R reflects the idea that movement may not be goal-directed; A suggests that it is intentional.
Rescorla (1990) S-(R-O) associations
Extinguishing light-lever-grain and light-chain-sugar also weakened the noise-lever-grain and tone-chain-sugar relations (but not lever-sugar or chain-grain).
Rats were able to generalise based on shared meaning.
Acquired equivalence
Experiences are treated as similar if they have similar structure and meaning
OCD and goal-directed dysfunction
Bias towards S-R learning (habit) rather than A-O learning.
Gillian et al. (2011) OCD
Patients with OCD demonstrate deficit in goal-directed control and overreliance on habits. Failed to inhibit actions when outcomes changed (despite knowing contingency).
Paradoxical choice
Rats prefer 40% reward (info) to 50% reward (no-info). (50% is better than 20% though).

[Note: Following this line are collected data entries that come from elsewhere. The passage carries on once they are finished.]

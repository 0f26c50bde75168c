//! Workflow definition plumbing.
//!
//! A [`WorkflowDefinition`] is the contract the host drives: start it once,
//! nudge it with decision tasks, and ask for its logical stack when
//! diagnosing a deadlock. [`FunctionWorkflowDefinition`] binds a registered
//! workflow function to a deterministic dispatcher and wires the workflow's
//! signal, query and cancel handling into the environment.

use crate::context::WorkflowContext;
use crate::dispatcher::{WorkflowDispatcher, WorkflowTask};
use crate::env::WorkflowEnvironment;
use futures::future::BoxFuture;
use std::sync::Arc;
use tidal_core::TidalError;

/// A running workflow as seen by its host.
pub trait WorkflowDefinition: Send {
    /// Start the workflow. Called exactly once, on the host's main loop.
    fn execute(&mut self, input: Option<Vec<u8>>);

    /// Resume the workflow dispatcher and run until all tasks are blocked,
    /// the equivalent of the server delivering a new decision task.
    fn on_decision_task_started(&mut self);

    /// The workflow's logical stack, for deadlock diagnostics.
    fn stack_trace(&self) -> String;
}

/// A type-erased, executable workflow implementation, keyed by name in the
/// registry.
pub trait WorkflowFunction: Send + Sync {
    fn execute(
        &self,
        ctx: WorkflowContext,
        input: Option<Vec<u8>>,
    ) -> BoxFuture<'static, Result<Option<Vec<u8>>, TidalError>>;
}

/// Drives a workflow function with a deterministic dispatcher.
pub struct FunctionWorkflowDefinition {
    env: Arc<dyn WorkflowEnvironment>,
    workflow_type: String,
    body: Arc<dyn WorkflowFunction>,
    dispatcher: WorkflowDispatcher,
    context: WorkflowContext,
}

impl FunctionWorkflowDefinition {
    pub fn new(
        env: Arc<dyn WorkflowEnvironment>,
        workflow_type: impl Into<String>,
        body: Arc<dyn WorkflowFunction>,
    ) -> Self {
        let dispatcher = WorkflowDispatcher::new();
        let (pending_tasks, task_sequence) = dispatcher.spawn_handles();
        let context = WorkflowContext::new(env.clone(), pending_tasks, task_sequence);
        Self {
            env,
            workflow_type: workflow_type.into(),
            body,
            dispatcher,
            context,
        }
    }

    fn run_dispatcher(&mut self) {
        if let Err(e) = self.dispatcher.execute_until_all_blocked() {
            panic!("workflow dispatcher error: {e}");
        }
    }
}

impl WorkflowDefinition for FunctionWorkflowDefinition {
    fn execute(&mut self, input: Option<Vec<u8>>) {
        // route signals, queries and cancellation into the context state
        let state = self.context.state();
        self.env
            .register_signal_handler(Box::new(move |name, input| {
                state.push_signal(name, input);
            }));
        let state = self.context.state();
        self.env
            .register_query_handler(Box::new(move |query_type, args| {
                state.dispatch_query(query_type, args)
            }));
        let state = self.context.state();
        self.env.register_cancel_handler(Box::new(move || {
            state.set_cancelled();
        }));

        let env = self.env.clone();
        let ctx = self.context.clone();
        let body = self.body.clone();
        let id = self.dispatcher.next_task_id();
        let task = WorkflowTask::new(id, self.workflow_type.clone(), async move {
            match body.execute(ctx, input).await {
                Ok(result) => env.complete(result, None),
                Err(err) => env.complete(None, Some(err)),
            }
        });
        self.dispatcher.spawn_task(task);
        self.run_dispatcher();
    }

    fn on_decision_task_started(&mut self) {
        self.run_dispatcher();
    }

    fn stack_trace(&self) -> String {
        self.dispatcher.stack_trace()
    }
}
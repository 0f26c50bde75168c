//! Serialization framework for workflow and activity arguments.
//!
//! This module provides the byte-level codec used everywhere the harness
//! crosses an argument boundary: workflow inputs, activity inputs and
//! results, signal payloads, query arguments and mock return values.

use serde::{de::DeserializeOwned, Serialize};
use serde_json::Value;
use std::fmt;

/// Trait for data converters/serializers
pub trait DataConverter: Send + Sync {
    /// Encode a value to bytes
    fn encode<T: Serialize>(&self, value: &T) -> Result<Vec<u8>, EncodingError>;
    /// Decode bytes to a value
    fn decode<T: DeserializeOwned>(&self, data: &[u8]) -> Result<T, EncodingError>;
}

/// Default JSON data converter
#[derive(Debug, Default, Clone, Copy)]
pub struct JsonDataConverter;

impl JsonDataConverter {
    pub fn new() -> Self {
        Self
    }
}

impl DataConverter for JsonDataConverter {
    fn encode<T: Serialize>(&self, value: &T) -> Result<Vec<u8>, EncodingError> {
        serde_json::to_vec(value).map_err(|e| EncodingError::Serialization(e.to_string()))
    }

    fn decode<T: DeserializeOwned>(&self, data: &[u8]) -> Result<T, EncodingError> {
        serde_json::from_slice(data).map_err(|e| EncodingError::Deserialization(e.to_string()))
    }
}

/// Encoding errors
#[derive(Debug, Clone, PartialEq, Eq)]
pub enum EncodingError {
    Serialization(String),
    Deserialization(String),
}

impl fmt::Display for EncodingError {
    fn fmt(&self, f: &mut fmt::Formatter<'_>) -> fmt::Result {
        match self {
            EncodingError::Serialization(msg) => write!(f, "Serialization error: {}", msg),
            EncodingError::Deserialization(msg) => write!(f, "Deserialization error: {}", msg),
        }
    }
}

impl std::error::Error for EncodingError {}

/// An encoded single value that can be decoded later
#[derive(Debug, Clone, PartialEq, Eq)]
pub struct EncodedValue {
    data: Vec<u8>,
}

impl EncodedValue {
    pub fn new(data: Vec<u8>) -> Self {
        Self { data }
    }

    pub fn as_bytes(&self) -> &[u8] {
        &self.data
    }

    /// Decode to a typed value
    pub fn decode<T: DeserializeOwned>(&self) -> Result<T, EncodingError> {
        JsonDataConverter::new().decode(&self.data)
    }

    pub fn len(&self) -> usize {
        self.data.len()
    }

    pub fn is_empty(&self) -> bool {
        self.data.is_empty()
    }
}

/// Encoded positional arguments
#[derive(Debug, Clone, PartialEq, Eq)]
pub struct EncodedValues {
    data: Vec<u8>,
}

impl EncodedValues {
    pub fn new(data: Vec<u8>) -> Self {
        Self { data }
    }

    pub fn as_bytes(&self) -> &[u8] {
        &self.data
    }

    /// Decode all arguments at once; tuples decode from the positional form.
    pub fn decode<T: DeserializeOwned>(&self) -> Result<T, EncodingError> {
        JsonDataConverter::new().decode(&self.data)
    }

    /// Decode into one JSON value per positional argument.
    pub fn positional(&self) -> Result<Vec<Value>, EncodingError> {
        to_positional_values(Some(&self.data))
    }
}

/// Encode a single argument
pub fn encode_arg<T: Serialize>(value: &T) -> Result<Vec<u8>, EncodingError> {
    JsonDataConverter::new().encode(value)
}

/// Encode a set of arguments. A tuple encodes to a positional list; a single
/// value encodes as itself.
pub fn encode_args<T: Serialize>(args: &T) -> Result<Vec<u8>, EncodingError> {
    JsonDataConverter::new().encode(args)
}

/// Decode a set of arguments into the concrete type the target function
/// declares (a tuple for multi-argument functions).
pub fn decode_args<T: DeserializeOwned>(data: Option<&[u8]>) -> Result<T, EncodingError> {
    match data {
        Some(bytes) => JsonDataConverter::new().decode(bytes),
        None => JsonDataConverter::new().decode(b"null"),
    }
}

/// Decode encoded arguments into one JSON value per position, for mock
/// argument matching. A non-list encoding is treated as a single argument;
/// an absent or null encoding as no arguments.
pub fn to_positional_values(data: Option<&[u8]>) -> Result<Vec<Value>, EncodingError> {
    let bytes = match data {
        Some(bytes) if !bytes.is_empty() => bytes,
        _ => return Ok(Vec::new()),
    };
    let value: Value = serde_json::from_slice(bytes)
        .map_err(|e| EncodingError::Deserialization(e.to_string()))?;
    match value {
        Value::Null => Ok(Vec::new()),
        Value::Array(items) => Ok(items),
        single => Ok(vec![single]),
    }
}

#[cfg(test)]
mod tests {
    use super::*;
    use serde::Deserialize;

    #[derive(Debug, Clone, Serialize, Deserialize, PartialEq)]
    struct Order {
        id: String,
        amount: i64,
    }

    #[test]
    fn encode_decode_struct() {
        let original = Order {
            id: "ord-7".to_string(),
            amount: 42,
        };
        let encoded = encode_arg(&original).unwrap();
        let decoded: Order = EncodedValue::new(encoded).decode().unwrap();
        assert_eq!(original, decoded);
    }

    #[test]
    fn tuple_args_decode_positionally() {
        let encoded = encode_args(&(3, "retry")).unwrap();
        let values = to_positional_values(Some(&encoded)).unwrap();
        assert_eq!(values, vec![serde_json::json!(3), serde_json::json!("retry")]);
    }

    #[test]
    fn single_arg_decodes_as_one_position() {
        let encoded = encode_args(&5).unwrap();
        let values = to_positional_values(Some(&encoded)).unwrap();
        assert_eq!(values, vec![serde_json::json!(5)]);
    }

    #[test]
    fn unit_args_decode_to_empty() {
        let encoded = encode_args(&()).unwrap();
        assert!(to_positional_values(Some(&encoded)).unwrap().is_empty());
        assert!(to_positional_values(None).unwrap().is_empty());
    }

    #[test]
    fn decode_args_handles_missing_input() {
        let decoded: Option<i32> = decode_args(None).unwrap();
        assert_eq!(decoded, None);
    }
}
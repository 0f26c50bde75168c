//! Activity context and execution contract.

use async_trait::async_trait;
use std::sync::Arc;
use thiserror::Error;
use tidal_core::{ActivityInfo, TidalError, TimeoutType};

/// Errors an activity implementation can return
#[derive(Debug, Clone, Error)]
pub enum ActivityError {
    /// User-defined failure with a reason visible to the workflow
    #[error("activity failed: reason={reason}")]
    Application {
        reason: String,
        details: Option<Vec<u8>>,
    },

    /// The activity was canceled
    #[error("activity canceled")]
    Canceled { details: Option<Vec<u8>> },

    /// The activity exceeded one of its timeouts
    #[error("activity timed out: {0}")]
    Timeout(TimeoutType),

    /// The activity will complete out of band via the task token
    #[error("activity result pending")]
    ResultPending,

    /// The activity panicked while running
    #[error("activity panicked: {0}")]
    Panic(String),
}

impl ActivityError {
    pub fn application(reason: impl Into<String>, details: Option<Vec<u8>>) -> Self {
        Self::Application {
            reason: reason.into(),
            details,
        }
    }
}

/// Runtime services injected by whatever is hosting the activity. The test
/// environment installs an implementation that routes heartbeats back to the
/// scheduler by task token.
pub trait ActivityRuntime: Send + Sync {
    /// Record a heartbeat for the running activity.
    fn record_heartbeat(&self, details: Option<Vec<u8>>) -> Result<(), TidalError>;
}

/// Context handed to every activity invocation
#[derive(Clone)]
pub struct ActivityContext {
    info: ActivityInfo,
    runtime: Option<Arc<dyn ActivityRuntime>>,
}

impl ActivityContext {
    pub fn new(info: ActivityInfo, runtime: Option<Arc<dyn ActivityRuntime>>) -> Self {
        Self { info, runtime }
    }

    /// Information about the running activity
    pub fn info(&self) -> &ActivityInfo {
        &self.info
    }

    /// Opaque token identifying this activity instance. Pass it to
    /// `complete_activity` for out-of-band completion.
    pub fn task_token(&self) -> &[u8] {
        &self.info.task_token
    }

    /// Record a heartbeat.
    ///
    /// Returns an `EntityNotExistsError` when the activity is no longer
    /// tracked, i.e. it has already completed or been cancelled. Callers that
    /// only heartbeat opportunistically can ignore the error.
    pub fn record_heartbeat(&self, details: Option<Vec<u8>>) -> Result<(), TidalError> {
        match &self.runtime {
            Some(runtime) => runtime.record_heartbeat(details),
            None => {
                tracing::debug!(
                    activity_id = %self.info.activity_id,
                    "heartbeat recorded outside a runtime, ignored"
                );
                Ok(())
            }
        }
    }
}

/// An executable activity implementation, keyed by name in the registry.
#[async_trait]
pub trait Activity: Send + Sync {
    async fn execute(
        &self,
        ctx: ActivityContext,
        input: Option<Vec<u8>>,
    ) -> Result<Option<Vec<u8>>, ActivityError>;
}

What are visual hallucinations from psychedelics related to?
Serotoninergic 5-HT agonist effects. (Hallucinogen persisting perception disorder, HPPD).
Conditioned place preference and dopamine
Rewarding drugs induce CPP like reward. CPP is blocked by dopamine depletion from the mesolimbic system.
Robinson and Berridge (2001) liking vs. wanting
Wanting: dopamine-dependent incentive salience system.
Liking: dopamine-independent system that mediates pleasure.
Dopamine release self-administration vs. passive
Instrumental administration of cocaine cause greater dopamine release. Drugs are more reinforcing when users actively take them.
Lamb et al. (1991) liking vs. wanting heroine users
Participants would work for doses of morphine even if they had no subjective effects. They wanted the drug, even if they didn’t like it.